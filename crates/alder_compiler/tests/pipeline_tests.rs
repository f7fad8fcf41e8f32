//! End-to-end tests: scope analysis and code generation driven the way a
//! front end drives them.

use alder_binder::{DataType, ScopeResolver};
use alder_codegen::Cell;
use alder_compiler::{codegen_diagnostic, CompileError, Program};
use alder_diagnostics::DiagnosticCategory;
use alder_options::{parse_options, CompilerOptions};
use alder_tree::{NodeId, TreeError};

fn program(json: &str) -> Program {
    Program::new(parse_options(json).unwrap()).unwrap()
}

// ============================================================================
// Successful compilation
// ============================================================================

/// {
///   int a
///   a = 7
///   {
///     string s
///     s = "hi"
///     print(s)
///     print(a)
///   }
/// }
#[test]
fn test_nested_program_compiles() {
    let program = Program::default();
    let mut analyzer = program.scope_analyzer();
    let mut session = program.codegen_session().unwrap();

    let outer = analyzer.open_scope().unwrap();
    assert!(analyzer.declare("a", DataType::Int, None).unwrap());
    let a = session.reserve("a", outer).unwrap();
    assert_eq!(analyzer.assign("a", None).unwrap(), Some(DataType::Int));
    session.emit(&[0xA9, 0x07, 0x8D]).unwrap();
    session.emit_slot(a).unwrap();

    let inner = analyzer.open_scope().unwrap();
    assert!(analyzer.declare("s", DataType::String, None).unwrap());
    let s = session.reserve("s", inner).unwrap();
    analyzer.assign("s", None).unwrap();
    let hi = session.intern_string("hi").unwrap();
    assert_eq!(hi, 253);
    session.emit(&[0xA9, hi as u8, 0x8D]).unwrap();
    session.emit_slot(s).unwrap();

    analyzer.use_name("s", None).unwrap();
    session.emit(&[0xAC]).unwrap();
    session.emit_slot(s).unwrap();
    session.emit(&[0xA2, 0x02, 0xFF]).unwrap();

    assert_eq!(analyzer.use_name("a", None).unwrap(), Some(DataType::Int));
    session.emit(&[0x00]).unwrap();
    analyzer.close_scope().unwrap();
    analyzer.close_scope().unwrap();

    let result = program.complete(analyzer, session).unwrap();
    assert!(result.succeeded());
    assert_eq!(result.diagnostics.len(), 1);
    let summary = &result.diagnostics.diagnostics()[0];
    assert_eq!(summary.code, 503);
    assert_eq!(summary.category, DiagnosticCategory::Message);
    assert_eq!(summary.message_text, "Program image uses 22 of 256 bytes.");

    let image = result.image.unwrap();
    assert_eq!(image.patched_cells, 6);
    assert_eq!(image.statics.base(), 17);
    assert_eq!(image.statics.get("a", outer).unwrap().address(), 17);
    assert_eq!(image.statics.get("s", inner).unwrap().address(), 18);

    let memory = &image.memory;
    assert_eq!(memory.cell(3), Some(Cell::Byte(0x11)));
    assert_eq!(memory.cell(4), Some(Cell::Byte(0x00)));
    assert_eq!(memory.cell(8), Some(Cell::Byte(0x12)));
    assert_eq!(memory.cell(11), Some(Cell::Byte(0x12)));
    assert_eq!(memory.cell(253), Some(Cell::Byte(b'h')));
    assert_eq!(memory.cell(254), Some(Cell::Byte(b'i')));
    assert_eq!(memory.cell(255), Some(Cell::Byte(0x00)));
    assert_eq!(memory.placeholders().count(), 0);
}

#[test]
fn test_scope_tree_is_returned_with_the_image() {
    let program = Program::default();
    let mut analyzer = program.scope_analyzer();
    let session = program.codegen_session().unwrap();

    analyzer.open_scope().unwrap();
    analyzer.declare("x", DataType::Boolean, None).unwrap();
    let inner = analyzer.open_scope().unwrap();
    analyzer.close_scope().unwrap();
    analyzer.close_scope().unwrap();

    let result = program.complete(analyzer, session).unwrap();
    let resolver = ScopeResolver::new(&result.scopes);
    let found = resolver.resolve(inner, "x").unwrap();
    assert_eq!(found.scope, NodeId(0));
    // Declared but never assigned or read.
    let codes: Vec<u32> = result.diagnostics.diagnostics().iter().map(|d| d.code).collect();
    assert_eq!(codes, vec![302, 301, 503]);
}

// ============================================================================
// Failures become diagnostics
// ============================================================================

#[test]
fn test_analysis_errors_skip_code_generation() {
    let program = Program::default();
    let mut analyzer = program.scope_analyzer();
    let session = program.codegen_session().unwrap();

    analyzer.open_scope().unwrap();
    assert_eq!(analyzer.use_name("missing", None).unwrap(), None);
    analyzer.close_scope().unwrap();

    let result = program.complete(analyzer, session).unwrap();
    assert!(!result.succeeded());
    assert!(result.image.is_none());
    assert_eq!(result.diagnostics.error_count(), 1);
    assert_eq!(result.diagnostics.with_code(202).count(), 1);
    assert_eq!(result.diagnostics.with_code(503).count(), 0);
}

#[test]
fn test_unclosed_scope_is_a_compile_error() {
    let program = Program::default();
    let mut analyzer = program.scope_analyzer();
    let session = program.codegen_session().unwrap();

    analyzer.open_scope().unwrap();
    analyzer.open_scope().unwrap();
    analyzer.close_scope().unwrap();

    let err = program.complete(analyzer, session).unwrap_err();
    assert!(matches!(
        err,
        CompileError::Tree(TreeError::Unbalanced { cursor: NodeId(0), root: NodeId(0) })
    ));
}

#[test]
fn test_out_of_memory_during_emission() {
    let program = program(r#"{ "memoryCapacity": 8 }"#);
    let mut session = program.codegen_session().unwrap();
    session.emit(&[0xEA; 7]).unwrap();

    let err = session.emit(&[0xEA]).unwrap_err();
    let diagnostic = codegen_diagnostic(&err);
    assert_eq!(diagnostic.code, 501);
    assert!(diagnostic.is_error());
    assert!(diagnostic.message_text.contains("code region"));
    assert_eq!(session.memory().code_pointer(), 7);
}

#[test]
fn test_shadowing_warning_from_options() {
    let program = program(r#"{ "warnShadowing": true, "warnUnused": false, "warnUninitialized": false }"#);
    let mut analyzer = program.scope_analyzer();
    let session = program.codegen_session().unwrap();

    analyzer.open_scope().unwrap();
    analyzer.declare("x", DataType::Int, None).unwrap();
    analyzer.open_scope().unwrap();
    analyzer.declare("x", DataType::String, None).unwrap();
    analyzer.close_scope().unwrap();
    analyzer.close_scope().unwrap();

    let result = program.complete(analyzer, session).unwrap();
    assert!(result.succeeded());
    assert_eq!(result.diagnostics.with_code(204).count(), 1);
    assert_eq!(result.diagnostics.warning_count(), 1);
}

#[test]
fn test_invalid_options_rejected() {
    let options = CompilerOptions {
        memory_capacity: Some(70_000),
        ..Default::default()
    };
    let err = Program::new(options).unwrap_err();
    assert!(matches!(err, CompileError::Options(_)));
    assert_eq!(err.to_string(), "memoryCapacity must be between 1 and 65536, got 70000");
}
----
Each line in the data that holds the string "CompileError" should be found and copied.

» **RESPONSE BELOW**
use alder_compiler::{codegen_diagnostic, CompileError, Program};
        CompileError::Tree(TreeError::Unbalanced { cursor: NodeId(0), root: NodeId(0) })
    assert!(matches!(err, CompileError::Options(_)));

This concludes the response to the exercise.